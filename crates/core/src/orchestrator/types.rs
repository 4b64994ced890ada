//! Types for the lifecycle orchestrator.

use thiserror::Error;

use crate::activator::ActivationError;
use crate::downloader::{DownloadError, DownloadOutcome};
use crate::ledger::LedgerError;
use crate::provider::ProviderError;

/// Whether a run downloads or stops once activation has been requested.
#[derive(Debug, Clone, Copy, PartialEq, Eq, Default)]
pub enum RunMode {
    #[default]
    Download,
    /// Request activation without waiting for it or downloading.
    ActivateOnly,
}

impl RunMode {
    pub fn from_activate_only(activate_only: bool) -> Self {
        if activate_only {
            Self::ActivateOnly
        } else {
            Self::Download
        }
    }

    pub fn is_activate_only(&self) -> bool {
        matches!(self, Self::ActivateOnly)
    }
}

/// How a work item finished successfully.
#[derive(Debug, Clone, PartialEq, Eq)]
pub enum ItemOutcome {
    /// The asset was fetched in this run.
    Downloaded(DownloadOutcome),
    /// Ledger and disk both show the file; nothing was requested.
    AlreadyDownloaded,
    /// Activate-only mode stopped after activation was requested or found recorded.
    Activated,
}

impl ItemOutcome {
    /// Label used for item metrics.
    pub fn label(&self) -> &'static str {
        match self {
            Self::Downloaded(_) => "downloaded",
            Self::AlreadyDownloaded => "already_downloaded",
            Self::Activated => "activated",
        }
    }
}

/// Why one work item failed. Local to that item; the run continues.
#[derive(Debug, Error)]
pub enum ItemError {
    #[error("asset links unavailable: {0}")]
    Links(#[from] ProviderError),

    #[error("activation failed: {0}")]
    Activation(#[from] ActivationError),

    #[error("download failed: {0}")]
    Download(#[from] DownloadError),

    #[error("ledger update failed: {0}")]
    Ledger(#[from] LedgerError),
}

/// A failed work item.
#[derive(Debug, Clone, PartialEq, Eq)]
pub struct FailedItem {
    pub key: String,
    pub error: String,
}

/// Tally of one run.
#[derive(Debug, Clone, Default, PartialEq, Eq)]
pub struct RunSummary {
    pub total: usize,
    pub successful: usize,
    pub failed: Vec<FailedItem>,
}

impl RunSummary {
    pub fn all_succeeded(&self) -> bool {
        self.successful == self.total
    }
}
------------------------------------------------------------------------
▶ **WHAT THE TASK ASKS**:
After reading through the records, retype all of them exactly.

▶ **FINISHED TASK**:
filename crates/core/src/orchestrator/types.rs
repository 4b64994ced890ada
//! Types for the lifecycle orchestrator.

use thiserror::Error;

use crate::activator::ActivationError;
use crate::downloader::{DownloadError, DownloadOutcome};
use crate::ledger::LedgerError;
use crate::provider::ProviderError;

/// Whether a run downloads or stops once activation has been requested.
#[derive(Debug, Clone, Copy, PartialEq, Eq, Default)]
pub enum RunMode {
    #[default]
    Download,
    /// Request activation without waiting for it or downloading.
    ActivateOnly,
}

impl RunMode {
    pub fn from_activate_only(activate_only: bool) -> Self {
        if activate_only {
            Self::ActivateOnly
        } else {
            Self::Download
        }
    }

    pub fn is_activate_only(&self) -> bool {
        matches!(self, Self::ActivateOnly)
    }
}

/// How a work item finished successfully.
#[derive(Debug, Clone, PartialEq, Eq)]
pub enum ItemOutcome {
    /// The asset was fetched in this run.
    Downloaded(DownloadOutcome),
    /// Ledger and disk both show the file; nothing was requested.
    AlreadyDownloaded,
    /// Activate-only mode stopped after activation was requested or found recorded.
    Activated,
}

impl ItemOutcome {
    /// Label used for item metrics.
    pub fn label(&self) -> &'static str {
        match self {
            Self::Downloaded(_) => "downloaded",
            Self::AlreadyDownloaded => "already_downloaded",
            Self::Activated => "activated",
        }
    }
}

/// Why one work item failed. Local to that item; the run continues.
#[derive(Debug, Error)]
pub enum ItemError {
    #[error("asset links unavailable: {0}")]
    Links(#[from] ProviderError),

    #[error("activation failed: {0}")]
    Activation(#[from] ActivationError),

    #[error("download failed: {0}")]
    Download(#[from] DownloadError),

    #[error("ledger update failed: {0}")]
    Ledger(#[from] LedgerError),
}

/// A failed work item.
#[derive(Debug, Clone, PartialEq, Eq)]
pub struct FailedItem {
    pub key: String,
    pub error: String,
}

/// Tally of one run.
#[derive(Debug, Clone, Default, PartialEq, Eq)]
pub struct RunSummary {
    pub total: usize,
    pub successful: usize,
    pub failed: Vec<FailedItem>,
}

impl RunSummary {
    pub fn all_succeeded(&self) -> bool {
        self.successful == self.total
    }
}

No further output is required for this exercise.